*Exercise inputs*
++++++++++

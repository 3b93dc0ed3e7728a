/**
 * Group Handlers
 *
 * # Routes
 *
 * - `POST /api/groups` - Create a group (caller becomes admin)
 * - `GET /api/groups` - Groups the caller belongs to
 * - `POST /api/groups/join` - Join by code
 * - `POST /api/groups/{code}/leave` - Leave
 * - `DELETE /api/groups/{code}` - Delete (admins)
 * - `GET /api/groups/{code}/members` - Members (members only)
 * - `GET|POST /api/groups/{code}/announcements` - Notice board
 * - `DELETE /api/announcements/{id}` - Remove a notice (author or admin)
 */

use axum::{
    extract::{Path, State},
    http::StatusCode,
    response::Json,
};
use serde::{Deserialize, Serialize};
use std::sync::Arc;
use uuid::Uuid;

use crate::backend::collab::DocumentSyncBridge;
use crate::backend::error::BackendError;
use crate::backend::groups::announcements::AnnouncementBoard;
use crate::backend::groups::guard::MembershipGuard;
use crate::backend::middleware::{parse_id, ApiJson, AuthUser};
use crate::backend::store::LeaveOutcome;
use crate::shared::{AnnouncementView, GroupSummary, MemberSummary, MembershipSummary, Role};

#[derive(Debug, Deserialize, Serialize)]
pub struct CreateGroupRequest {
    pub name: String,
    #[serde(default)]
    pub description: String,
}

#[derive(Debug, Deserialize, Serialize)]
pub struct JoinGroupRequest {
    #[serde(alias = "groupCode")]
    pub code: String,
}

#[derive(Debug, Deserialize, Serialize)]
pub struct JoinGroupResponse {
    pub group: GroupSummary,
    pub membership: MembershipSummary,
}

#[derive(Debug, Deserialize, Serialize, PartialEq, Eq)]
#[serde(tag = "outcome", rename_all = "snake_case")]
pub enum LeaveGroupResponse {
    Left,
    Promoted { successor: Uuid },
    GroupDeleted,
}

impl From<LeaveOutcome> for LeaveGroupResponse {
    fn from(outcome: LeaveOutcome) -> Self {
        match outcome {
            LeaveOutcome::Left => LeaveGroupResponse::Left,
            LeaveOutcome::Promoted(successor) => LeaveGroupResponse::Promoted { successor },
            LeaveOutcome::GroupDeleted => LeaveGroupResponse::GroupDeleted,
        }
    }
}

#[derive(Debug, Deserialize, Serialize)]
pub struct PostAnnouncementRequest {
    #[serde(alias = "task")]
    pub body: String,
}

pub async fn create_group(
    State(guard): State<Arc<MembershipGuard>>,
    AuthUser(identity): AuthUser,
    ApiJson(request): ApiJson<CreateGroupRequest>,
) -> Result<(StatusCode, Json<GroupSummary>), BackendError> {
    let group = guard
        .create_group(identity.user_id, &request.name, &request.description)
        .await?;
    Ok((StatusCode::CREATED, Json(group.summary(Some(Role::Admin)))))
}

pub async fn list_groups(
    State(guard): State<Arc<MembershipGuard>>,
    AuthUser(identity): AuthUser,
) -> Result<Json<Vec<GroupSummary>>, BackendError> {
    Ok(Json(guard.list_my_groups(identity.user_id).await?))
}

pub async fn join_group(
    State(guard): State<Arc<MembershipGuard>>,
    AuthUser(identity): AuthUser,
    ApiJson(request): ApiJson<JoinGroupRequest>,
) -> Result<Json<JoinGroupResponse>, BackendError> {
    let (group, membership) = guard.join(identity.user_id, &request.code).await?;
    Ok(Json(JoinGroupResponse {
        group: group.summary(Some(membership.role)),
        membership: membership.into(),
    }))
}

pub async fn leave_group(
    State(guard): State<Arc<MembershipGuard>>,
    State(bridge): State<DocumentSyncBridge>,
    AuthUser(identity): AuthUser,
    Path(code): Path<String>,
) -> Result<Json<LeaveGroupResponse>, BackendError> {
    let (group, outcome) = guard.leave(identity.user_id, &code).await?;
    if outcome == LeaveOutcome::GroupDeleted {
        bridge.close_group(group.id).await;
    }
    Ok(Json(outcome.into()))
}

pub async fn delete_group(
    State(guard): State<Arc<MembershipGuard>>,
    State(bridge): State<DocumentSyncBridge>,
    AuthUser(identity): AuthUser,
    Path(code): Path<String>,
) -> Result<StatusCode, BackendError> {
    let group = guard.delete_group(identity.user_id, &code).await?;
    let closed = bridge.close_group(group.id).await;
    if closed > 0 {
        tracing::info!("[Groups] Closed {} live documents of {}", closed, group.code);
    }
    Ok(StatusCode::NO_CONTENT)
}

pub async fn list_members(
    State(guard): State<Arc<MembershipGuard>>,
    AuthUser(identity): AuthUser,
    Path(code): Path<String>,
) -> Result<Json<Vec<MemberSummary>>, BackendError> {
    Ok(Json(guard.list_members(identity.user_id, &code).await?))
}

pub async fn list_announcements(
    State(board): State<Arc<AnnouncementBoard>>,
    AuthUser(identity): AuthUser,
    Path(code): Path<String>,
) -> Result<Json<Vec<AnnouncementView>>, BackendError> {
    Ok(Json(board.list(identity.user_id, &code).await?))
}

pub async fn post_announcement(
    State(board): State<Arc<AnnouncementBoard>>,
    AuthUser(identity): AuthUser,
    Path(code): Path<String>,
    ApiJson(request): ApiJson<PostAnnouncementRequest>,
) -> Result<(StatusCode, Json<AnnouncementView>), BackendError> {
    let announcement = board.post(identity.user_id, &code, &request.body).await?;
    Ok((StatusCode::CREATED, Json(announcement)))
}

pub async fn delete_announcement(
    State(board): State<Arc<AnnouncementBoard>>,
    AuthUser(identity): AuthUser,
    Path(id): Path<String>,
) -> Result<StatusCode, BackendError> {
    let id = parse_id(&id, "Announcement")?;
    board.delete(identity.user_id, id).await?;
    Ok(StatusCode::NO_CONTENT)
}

++++++++++

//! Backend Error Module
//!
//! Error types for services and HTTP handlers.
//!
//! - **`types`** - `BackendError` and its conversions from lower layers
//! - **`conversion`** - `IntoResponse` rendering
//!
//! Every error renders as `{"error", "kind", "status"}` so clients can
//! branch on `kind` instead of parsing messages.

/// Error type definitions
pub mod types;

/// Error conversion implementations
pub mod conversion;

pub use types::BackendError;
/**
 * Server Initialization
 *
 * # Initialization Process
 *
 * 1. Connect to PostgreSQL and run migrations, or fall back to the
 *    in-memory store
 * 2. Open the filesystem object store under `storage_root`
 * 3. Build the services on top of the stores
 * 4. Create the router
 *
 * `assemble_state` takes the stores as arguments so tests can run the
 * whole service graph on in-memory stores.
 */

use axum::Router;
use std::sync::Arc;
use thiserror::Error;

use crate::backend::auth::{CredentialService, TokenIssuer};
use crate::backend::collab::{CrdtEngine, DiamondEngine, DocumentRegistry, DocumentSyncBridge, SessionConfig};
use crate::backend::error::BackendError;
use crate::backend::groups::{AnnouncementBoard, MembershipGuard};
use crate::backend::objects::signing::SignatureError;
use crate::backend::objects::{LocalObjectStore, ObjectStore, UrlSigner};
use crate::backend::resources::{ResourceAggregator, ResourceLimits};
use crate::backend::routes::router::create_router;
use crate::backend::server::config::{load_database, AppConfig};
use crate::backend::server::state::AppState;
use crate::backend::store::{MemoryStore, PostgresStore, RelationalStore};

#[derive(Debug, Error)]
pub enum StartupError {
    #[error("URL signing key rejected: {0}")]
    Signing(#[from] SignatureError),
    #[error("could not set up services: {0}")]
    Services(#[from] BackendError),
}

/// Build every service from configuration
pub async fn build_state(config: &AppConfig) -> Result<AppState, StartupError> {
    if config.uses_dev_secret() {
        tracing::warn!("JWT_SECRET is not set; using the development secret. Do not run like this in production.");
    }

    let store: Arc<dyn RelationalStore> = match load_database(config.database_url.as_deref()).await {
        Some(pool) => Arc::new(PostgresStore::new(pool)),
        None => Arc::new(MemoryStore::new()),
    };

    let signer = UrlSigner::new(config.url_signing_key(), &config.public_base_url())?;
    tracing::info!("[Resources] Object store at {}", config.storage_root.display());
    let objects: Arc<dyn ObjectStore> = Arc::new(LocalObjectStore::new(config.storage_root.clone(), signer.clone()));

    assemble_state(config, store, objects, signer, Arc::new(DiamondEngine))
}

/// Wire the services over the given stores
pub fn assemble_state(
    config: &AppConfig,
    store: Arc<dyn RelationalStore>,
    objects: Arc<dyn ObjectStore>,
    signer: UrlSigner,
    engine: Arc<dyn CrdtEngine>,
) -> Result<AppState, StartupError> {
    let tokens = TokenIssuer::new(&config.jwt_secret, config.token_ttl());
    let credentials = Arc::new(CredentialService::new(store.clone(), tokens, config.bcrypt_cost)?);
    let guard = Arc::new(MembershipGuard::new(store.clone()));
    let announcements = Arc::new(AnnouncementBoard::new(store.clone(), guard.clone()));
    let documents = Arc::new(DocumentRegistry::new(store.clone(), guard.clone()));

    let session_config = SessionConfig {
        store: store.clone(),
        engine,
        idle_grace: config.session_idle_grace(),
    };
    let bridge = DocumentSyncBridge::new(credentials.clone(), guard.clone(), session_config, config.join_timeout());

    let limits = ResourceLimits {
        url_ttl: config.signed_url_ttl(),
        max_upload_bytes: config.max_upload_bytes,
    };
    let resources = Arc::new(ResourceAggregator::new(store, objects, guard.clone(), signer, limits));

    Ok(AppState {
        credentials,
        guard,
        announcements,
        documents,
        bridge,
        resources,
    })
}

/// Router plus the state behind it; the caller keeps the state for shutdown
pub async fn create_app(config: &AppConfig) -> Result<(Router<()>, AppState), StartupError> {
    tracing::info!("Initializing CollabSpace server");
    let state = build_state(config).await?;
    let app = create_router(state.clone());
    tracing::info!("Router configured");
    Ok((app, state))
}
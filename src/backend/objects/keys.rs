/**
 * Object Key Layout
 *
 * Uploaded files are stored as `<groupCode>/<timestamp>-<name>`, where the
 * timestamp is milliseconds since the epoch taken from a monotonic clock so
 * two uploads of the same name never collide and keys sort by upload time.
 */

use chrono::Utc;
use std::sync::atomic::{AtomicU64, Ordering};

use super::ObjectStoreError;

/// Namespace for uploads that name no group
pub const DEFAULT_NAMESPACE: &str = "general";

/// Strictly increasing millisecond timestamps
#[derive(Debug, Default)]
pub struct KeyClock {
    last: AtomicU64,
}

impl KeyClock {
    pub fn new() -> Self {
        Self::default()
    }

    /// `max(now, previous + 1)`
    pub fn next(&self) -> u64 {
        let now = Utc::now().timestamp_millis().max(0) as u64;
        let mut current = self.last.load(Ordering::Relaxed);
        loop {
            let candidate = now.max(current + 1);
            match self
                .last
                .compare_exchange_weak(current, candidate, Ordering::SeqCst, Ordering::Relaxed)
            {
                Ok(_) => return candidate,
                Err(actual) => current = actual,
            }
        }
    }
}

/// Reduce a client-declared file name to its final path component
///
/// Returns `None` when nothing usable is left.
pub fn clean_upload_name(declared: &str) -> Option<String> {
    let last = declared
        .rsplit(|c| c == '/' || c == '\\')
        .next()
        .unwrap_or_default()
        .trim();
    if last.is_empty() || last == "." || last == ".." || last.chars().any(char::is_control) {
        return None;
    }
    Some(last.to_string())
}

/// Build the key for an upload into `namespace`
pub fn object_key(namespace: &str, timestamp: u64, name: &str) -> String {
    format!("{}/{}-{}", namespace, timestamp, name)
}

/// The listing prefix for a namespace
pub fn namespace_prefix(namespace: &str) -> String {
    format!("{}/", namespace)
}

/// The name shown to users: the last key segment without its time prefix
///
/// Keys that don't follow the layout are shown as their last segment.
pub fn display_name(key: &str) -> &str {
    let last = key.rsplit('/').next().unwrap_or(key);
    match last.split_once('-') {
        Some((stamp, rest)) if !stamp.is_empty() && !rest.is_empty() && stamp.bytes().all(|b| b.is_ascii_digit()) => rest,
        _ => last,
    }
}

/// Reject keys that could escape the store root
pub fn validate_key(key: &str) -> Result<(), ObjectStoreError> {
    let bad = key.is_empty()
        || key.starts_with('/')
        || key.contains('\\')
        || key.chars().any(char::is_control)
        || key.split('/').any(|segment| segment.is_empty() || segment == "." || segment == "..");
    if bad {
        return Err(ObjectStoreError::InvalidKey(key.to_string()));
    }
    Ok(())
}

++++++++++

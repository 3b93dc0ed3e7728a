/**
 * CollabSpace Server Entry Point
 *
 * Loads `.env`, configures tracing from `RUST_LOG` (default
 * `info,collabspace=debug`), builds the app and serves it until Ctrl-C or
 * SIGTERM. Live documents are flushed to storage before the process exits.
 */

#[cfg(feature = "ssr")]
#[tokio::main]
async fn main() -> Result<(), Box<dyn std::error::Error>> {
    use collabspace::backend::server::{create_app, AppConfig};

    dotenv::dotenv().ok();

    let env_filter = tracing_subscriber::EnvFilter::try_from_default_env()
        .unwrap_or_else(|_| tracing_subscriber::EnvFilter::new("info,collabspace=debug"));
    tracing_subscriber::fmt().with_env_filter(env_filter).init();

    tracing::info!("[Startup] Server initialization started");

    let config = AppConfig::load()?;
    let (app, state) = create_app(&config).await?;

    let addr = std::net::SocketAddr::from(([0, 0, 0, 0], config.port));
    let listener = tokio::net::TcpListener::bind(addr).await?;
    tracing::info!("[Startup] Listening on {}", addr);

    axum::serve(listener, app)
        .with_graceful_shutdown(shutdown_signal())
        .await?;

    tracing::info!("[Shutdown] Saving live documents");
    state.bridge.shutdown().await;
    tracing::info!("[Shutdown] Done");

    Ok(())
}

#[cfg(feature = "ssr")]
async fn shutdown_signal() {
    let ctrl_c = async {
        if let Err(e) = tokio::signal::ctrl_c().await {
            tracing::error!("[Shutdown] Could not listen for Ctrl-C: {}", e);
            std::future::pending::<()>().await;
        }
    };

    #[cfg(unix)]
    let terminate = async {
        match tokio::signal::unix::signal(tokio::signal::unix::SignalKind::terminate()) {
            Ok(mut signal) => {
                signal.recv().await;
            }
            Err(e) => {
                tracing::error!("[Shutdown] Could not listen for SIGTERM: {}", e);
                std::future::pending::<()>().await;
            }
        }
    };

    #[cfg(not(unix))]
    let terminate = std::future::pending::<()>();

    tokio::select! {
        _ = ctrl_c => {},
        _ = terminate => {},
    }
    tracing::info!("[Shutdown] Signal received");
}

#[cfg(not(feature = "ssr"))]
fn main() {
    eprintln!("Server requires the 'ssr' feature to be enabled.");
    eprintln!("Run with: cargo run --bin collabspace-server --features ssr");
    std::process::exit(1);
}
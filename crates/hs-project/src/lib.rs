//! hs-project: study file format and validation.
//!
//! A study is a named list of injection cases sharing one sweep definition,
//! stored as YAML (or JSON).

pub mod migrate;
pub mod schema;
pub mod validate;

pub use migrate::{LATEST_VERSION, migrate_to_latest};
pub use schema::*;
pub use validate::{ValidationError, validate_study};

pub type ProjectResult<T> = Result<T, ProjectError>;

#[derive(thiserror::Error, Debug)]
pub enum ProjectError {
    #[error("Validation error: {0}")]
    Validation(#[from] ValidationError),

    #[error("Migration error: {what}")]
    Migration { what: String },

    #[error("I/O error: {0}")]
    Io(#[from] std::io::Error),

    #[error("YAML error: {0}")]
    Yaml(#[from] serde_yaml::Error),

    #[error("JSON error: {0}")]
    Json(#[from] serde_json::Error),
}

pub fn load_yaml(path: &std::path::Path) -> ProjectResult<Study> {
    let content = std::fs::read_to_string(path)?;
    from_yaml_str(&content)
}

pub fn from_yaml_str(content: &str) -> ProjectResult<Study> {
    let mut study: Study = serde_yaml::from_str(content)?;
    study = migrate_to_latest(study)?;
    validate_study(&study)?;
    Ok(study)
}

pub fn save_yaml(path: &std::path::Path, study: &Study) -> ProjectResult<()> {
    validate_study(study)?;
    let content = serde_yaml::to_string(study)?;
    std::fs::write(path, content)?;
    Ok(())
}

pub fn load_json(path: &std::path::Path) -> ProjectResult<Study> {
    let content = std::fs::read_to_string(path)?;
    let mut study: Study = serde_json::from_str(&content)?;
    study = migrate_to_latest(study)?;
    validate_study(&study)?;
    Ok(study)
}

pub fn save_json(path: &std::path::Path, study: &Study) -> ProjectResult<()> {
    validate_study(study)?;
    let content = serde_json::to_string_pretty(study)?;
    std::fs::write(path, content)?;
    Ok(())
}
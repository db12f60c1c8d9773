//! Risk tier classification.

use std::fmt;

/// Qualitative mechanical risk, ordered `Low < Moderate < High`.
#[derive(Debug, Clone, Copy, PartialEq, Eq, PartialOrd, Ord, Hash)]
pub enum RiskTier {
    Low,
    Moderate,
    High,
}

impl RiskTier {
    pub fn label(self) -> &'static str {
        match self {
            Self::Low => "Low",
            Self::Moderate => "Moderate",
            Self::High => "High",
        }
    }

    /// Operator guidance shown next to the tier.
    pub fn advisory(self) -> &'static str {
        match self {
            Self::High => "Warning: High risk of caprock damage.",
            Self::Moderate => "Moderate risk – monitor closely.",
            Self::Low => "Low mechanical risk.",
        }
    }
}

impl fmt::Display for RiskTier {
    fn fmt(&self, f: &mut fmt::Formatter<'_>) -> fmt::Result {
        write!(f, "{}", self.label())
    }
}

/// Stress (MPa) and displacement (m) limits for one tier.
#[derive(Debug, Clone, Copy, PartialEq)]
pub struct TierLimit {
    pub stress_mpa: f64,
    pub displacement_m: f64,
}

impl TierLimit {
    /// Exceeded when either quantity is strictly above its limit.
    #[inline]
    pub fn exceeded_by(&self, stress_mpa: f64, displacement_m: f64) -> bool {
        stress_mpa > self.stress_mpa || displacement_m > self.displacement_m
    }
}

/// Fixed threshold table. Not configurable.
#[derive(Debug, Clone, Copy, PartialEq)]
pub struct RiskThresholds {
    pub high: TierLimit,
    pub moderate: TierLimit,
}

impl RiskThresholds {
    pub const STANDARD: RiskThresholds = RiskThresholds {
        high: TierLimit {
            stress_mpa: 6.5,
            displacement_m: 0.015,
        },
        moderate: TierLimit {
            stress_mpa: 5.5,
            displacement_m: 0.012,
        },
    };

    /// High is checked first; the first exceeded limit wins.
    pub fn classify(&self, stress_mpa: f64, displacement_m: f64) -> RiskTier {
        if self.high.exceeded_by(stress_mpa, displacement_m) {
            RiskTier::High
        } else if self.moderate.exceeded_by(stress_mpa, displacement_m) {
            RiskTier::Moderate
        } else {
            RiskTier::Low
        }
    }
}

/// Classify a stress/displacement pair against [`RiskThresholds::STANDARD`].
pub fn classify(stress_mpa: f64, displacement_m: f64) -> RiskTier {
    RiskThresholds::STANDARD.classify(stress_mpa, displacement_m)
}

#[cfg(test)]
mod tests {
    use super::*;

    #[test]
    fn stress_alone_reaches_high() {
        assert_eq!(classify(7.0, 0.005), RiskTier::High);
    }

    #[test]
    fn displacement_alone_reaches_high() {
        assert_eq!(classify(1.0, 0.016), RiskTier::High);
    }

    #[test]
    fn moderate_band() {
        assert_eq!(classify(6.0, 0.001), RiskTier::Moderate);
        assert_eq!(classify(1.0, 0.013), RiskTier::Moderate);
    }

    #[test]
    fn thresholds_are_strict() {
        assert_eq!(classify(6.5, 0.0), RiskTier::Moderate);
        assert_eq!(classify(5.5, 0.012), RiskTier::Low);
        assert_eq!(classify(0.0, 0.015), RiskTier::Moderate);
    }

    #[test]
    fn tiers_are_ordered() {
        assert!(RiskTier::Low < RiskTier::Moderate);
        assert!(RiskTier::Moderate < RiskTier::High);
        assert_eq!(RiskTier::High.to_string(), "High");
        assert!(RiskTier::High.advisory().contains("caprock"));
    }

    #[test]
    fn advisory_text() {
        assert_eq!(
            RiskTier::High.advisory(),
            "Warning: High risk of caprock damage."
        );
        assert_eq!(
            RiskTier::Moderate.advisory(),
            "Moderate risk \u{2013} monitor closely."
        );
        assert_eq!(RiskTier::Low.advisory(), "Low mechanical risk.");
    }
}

++++++++++

Please transcribe only the lines in the records above running from the line that has "(caller becomes admin)" through the line that has "use uuid::Uuid;", both included, exactly as they appear.

*Solution*
 * - `POST /api/groups` - Create a group (caller becomes admin)
 * - `GET /api/groups` - Groups the caller belongs to
 * - `POST /api/groups/join` - Join by code
 * - `POST /api/groups/{code}/leave` - Leave
 * - `DELETE /api/groups/{code}` - Delete (admins)
 * - `GET /api/groups/{code}/members` - Members (members only)
 * - `GET|POST /api/groups/{code}/announcements` - Notice board
 * - `DELETE /api/announcements/{id}` - Remove a notice (author or admin)
 */

use axum::{
    extract::{Path, State},
    http::StatusCode,
    response::Json,
};
use serde::{Deserialize, Serialize};
use std::sync::Arc;
use uuid::Uuid;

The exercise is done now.